Line by line, reproduce the records exactly.

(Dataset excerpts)
=====
//! File fingerprinting for change detection using SHA-256
//!
//! Fingerprints are rendered as `sha256:<hex>` so that stored values stay
//! comparable if the algorithm ever changes.

use std::fs::File;
use std::io::{BufReader, Read};
use std::path::Path;

use anyhow::Context;
use sha2::{Digest, Sha256};

use crate::error::Result;

/// Algorithm tag prefixed to every fingerprint.
pub const ALGORITHM: &str = "sha256";

/// Compute the content fingerprint of a file by streaming its contents.
///
/// Identical bytes always produce an identical fingerprint; the file is
/// never loaded into memory as a whole.
///
/// # Errors
///
/// Returns an error if the file cannot be read.
pub fn fingerprint_file(path: &Path) -> Result<String> {
    let file = File::open(path)
        .with_context(|| format!("Failed to open file for hashing: {}", path.display()))?;

    let mut reader = BufReader::new(file);
    let mut hasher = Sha256::new();
    let mut buffer = [0; 8192]; // 8KB buffer for streaming

    loop {
        let bytes_read = reader
            .read(&mut buffer)
            .with_context(|| format!("Failed to read file: {}", path.display()))?;

        if bytes_read == 0 {
            break;
        }

        hasher.update(&buffer[..bytes_read]);
    }

    Ok(format!("{}:{:x}", ALGORITHM, hasher.finalize()))
}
=====
◆ **RESULT BELOW**
//! File fingerprinting for change detection using SHA-256
//!
//! Fingerprints are rendered as `sha256:<hex>` so that stored values stay
//! comparable if the algorithm ever changes.

use std::fs::File;
use std::io::{BufReader, Read};
use std::path::Path;

use anyhow::Context;
use sha2::{Digest, Sha256};

use crate::error::Result;

/// Algorithm tag prefixed to every fingerprint.
pub const ALGORITHM: &str = "sha256";

/// Compute the content fingerprint of a file by streaming its contents.
///
/// Identical bytes always produce an identical fingerprint; the file is
/// never loaded into memory as a whole.
///
/// # Errors
///
/// Returns an error if the file cannot be read.
pub fn fingerprint_file(path: &Path) -> Result<String> {
    let file = File::open(path)
        .with_context(|| format!("Failed to open file for hashing: {}", path.display()))?;

    let mut reader = BufReader::new(file);
    let mut hasher = Sha256::new();
    let mut buffer = [0; 8192]; // 8KB buffer for streaming

    loop {
        let bytes_read = reader
            .read(&mut buffer)
            .with_context(|| format!("Failed to read file: {}", path.display()))?;

        if bytes_read == 0 {
            break;
        }

        hasher.update(&buffer[..bytes_read]);
    }

    Ok(format!("{}:{:x}", ALGORITHM, hasher.finalize()))
}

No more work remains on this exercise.